[PATCH 1/1] ubi: Introduce block devices for UBI volumes
Willy Tarreau
w at 1wt.eu
Sat Feb 8 18:37:58 EST 2014
On Sun, Feb 09, 2014 at 12:25:01AM +0100, Richard Weinberger wrote:
> Am 09.02.2014 00:15, schrieb Willy Tarreau:
> > On Sun, Feb 09, 2014 at 12:13:11AM +0100, Richard Weinberger wrote:
> >> Am 09.02.2014 00:01, schrieb Willy Tarreau:
> >>> On Sat, Feb 08, 2014 at 11:56:02PM +0100, Richard Weinberger wrote:
> >>>> Am 08.02.2014 23:51, schrieb Willy Tarreau:
> >>>>> On Sat, Feb 08, 2014 at 10:37:19PM +0100, Richard Weinberger wrote:
> >>>>>>> +config MTD_UBI_BLOCK_WRITE_SUPPORT
> >>>>>>> + bool "Enable write support (DANGEROUS)"
> >>>>>>> + default n
> >>>>>>> + depends on MTD_UBI_BLOCK
> >>>>>>> + select MTD_UBI_BLOCK_CACHED
> >>>>>>> + help
> >>>>>>> + This is a *very* dangerous feature. Using a regular block-oriented
> >>>>>>> + filesystem might impact heavily on a flash device wear.
> >>>>>>> + Use with extreme caution.
> >>>>>>> +
> >>>>>>> + If in doubt, say "N".
> >>>>>>
> >>>>>> I really vote for dropping write support at all.
> >>>>>
> >>>>> Why ? When you put a read-only filesystem there such as squashfs, the
> >>>>> only writes you'll have will be updates, and write support will be the
> >>>>> only way to update the filesystem. So removing write support seriously
> >>>>> impacts the usefulness of the feature itself.
> >>>>
> >>>> So almost everyone has to enable MTD_UBI_BLOCK_WRITE_SUPPORT?
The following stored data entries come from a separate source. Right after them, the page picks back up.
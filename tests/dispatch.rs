//! Dispatcher Integration Tests
//!
//! Routing of completed uploads to the image and voice pipelines.

mod common;

use std::path::{Path, PathBuf};
use std::sync::Arc;
use std::time::Duration;

use autotag::agent::PhotoAgent;
use autotag::core::{
    Dispatched, Dispatcher, ImagePipeline, PipelineError, SafetyLimits, VoicePipeline,
};
use autotag::domain::{MediaKind, TransferEvent, UploadCompleted, UploadIncomplete};

use common::{OverlapSite, PanickingSite, RecordingSite, ScriptedProvider, StubTranscriber};

fn dispatcher(
    site: Arc<dyn autotag::adapters::SiteGenerator>,
    transcriber: Arc<StubTranscriber>,
) -> Dispatcher {
    let agent = PhotoAgent::new(ScriptedProvider::new(Vec::new()), SafetyLimits::default());
    let voice = VoicePipeline::new(transcriber, Arc::new(agent), "https://photos.example.com");
    Dispatcher::new(ImagePipeline::new(site), voice)
}

#[test]
fn test_classification() {
    let cases = [
        ("IMG_1.JPG", Some(MediaKind::Image)),
        ("img_1.jpg", Some(MediaKind::Image)),
        ("note.WAV", Some(MediaKind::Voice)),
        ("note.wav", None),
        ("note.mp3", None),
        ("README", None),
    ];

    for (name, expected) in cases {
        assert_eq!(MediaKind::classify(Path::new(name)), expected, "{name}");
    }
}

#[tokio::test]
async fn test_image_upload_rebuilds_site() {
    let site = RecordingSite::new();
    let transcriber = StubTranscriber::new("unused");
    let dispatcher = dispatcher(site.clone(), transcriber.clone());

    let result = dispatcher
        .dispatch(UploadCompleted::new("/srv/galleries/2024-03-05/IMG_1.JPG"))
        .await
        .unwrap();

    assert_eq!(result, Dispatched::Rebuilt);
    assert_eq!(site.runs(), 1);
    assert_eq!(transcriber.calls(), 0);
}

#[tokio::test]
async fn test_unknown_media_is_skipped() {
    let site = RecordingSite::new();
    let transcriber = StubTranscriber::new("unused");
    let dispatcher = dispatcher(site.clone(), transcriber.clone());

    for name in ["note.mp3", "note.wav", "notes.txt"] {
        let result = dispatcher
            .dispatch(UploadCompleted::new(PathBuf::from("/srv/galleries").join(name)))
            .await
            .unwrap();
        assert_eq!(result, Dispatched::Skipped, "{name}");
    }

    assert_eq!(site.runs(), 0);
    assert_eq!(transcriber.calls(), 0);
}

#[tokio::test]
async fn test_incomplete_transfer_is_not_dispatched() {
    let site = RecordingSite::new();
    let dispatcher = Arc::new(dispatcher(site.clone(), StubTranscriber::new("unused")));

    dispatcher
        .clone()
        .handle(TransferEvent::Incomplete(UploadIncomplete {
            path: PathBuf::from("/srv/galleries/2024-03-05/IMG_2.JPG"),
            bytes: 512,
            reason: "connection reset".to_string(),
        }))
        .await;
    assert_eq!(site.runs(), 0);

    dispatcher
        .handle(TransferEvent::Completed(UploadCompleted::new(
            "/srv/galleries/2024-03-05/IMG_2.JPG",
        )))
        .await;
    assert_eq!(site.runs(), 1);
}

#[tokio::test]
async fn test_panicking_pipeline_is_contained() {
    let dispatcher = Arc::new(dispatcher(
        Arc::new(PanickingSite),
        StubTranscriber::new("unused"),
    ));

    let result = dispatcher
        .clone()
        .dispatch_isolated(UploadCompleted::new("/srv/galleries/IMG_1.JPG"))
        .await;
    assert!(matches!(result, Err(PipelineError::Aborted(_))));

    // The dispatcher keeps serving later uploads
    let result = dispatcher
        .dispatch_isolated(UploadCompleted::new("/srv/galleries/note.mp3"))
        .await;
    assert!(matches!(result, Ok(Dispatched::Skipped)));
}

#[tokio::test]
async fn test_hung_pipeline_times_out() {
    let site = RecordingSite::slow(Duration::from_secs(30));
    let dispatcher = Arc::new(
        dispatcher(site.clone(), StubTranscriber::new("unused"))
            .with_dispatch_timeout(Duration::from_millis(50)),
    );

    let result = dispatcher
        .dispatch_isolated(UploadCompleted::new("/srv/galleries/IMG_1.JPG"))
        .await;

    assert!(matches!(result, Err(PipelineError::Timeout(d)) if d == Duration::from_millis(50)));
    assert_eq!(site.runs(), 1);
}

#[tokio::test]
async fn test_concurrent_image_uploads_rebuild_one_at_a_time() {
    let site = OverlapSite::new();
    let dispatcher = Arc::new(dispatcher(site.clone(), StubTranscriber::new("unused")));

    let (first, second) = tokio::join!(
        dispatcher
            .clone()
            .dispatch_isolated(UploadCompleted::new("/srv/galleries/IMG_1.JPG")),
        dispatcher
            .clone()
            .dispatch_isolated(UploadCompleted::new("/srv/galleries/IMG_2.JPG")),
    );

    assert!(matches!(first, Ok(Dispatched::Rebuilt)));
    assert!(matches!(second, Ok(Dispatched::Rebuilt)));
    assert_eq!(site.runs(), 2);
    assert_eq!(site.max_active(), 1);
}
> >>>> I thought there is another way to fill the volume with data...
> >>>
> >>> I personally don't see the use of disabling write support on anything
> >>> unless the code is broken. Better emit a warning upon first write to
> >>> mention that there is limited or no wear leveling. But preventing all
> >>> reasonable users from using a useful feature just to save a few ignorant
> >>> from shooting themselves in the foot is non-sense in my opinion.
> >>
> >> As Piergiorgio wrote, one can use ubiupdatevol to update his squashfs.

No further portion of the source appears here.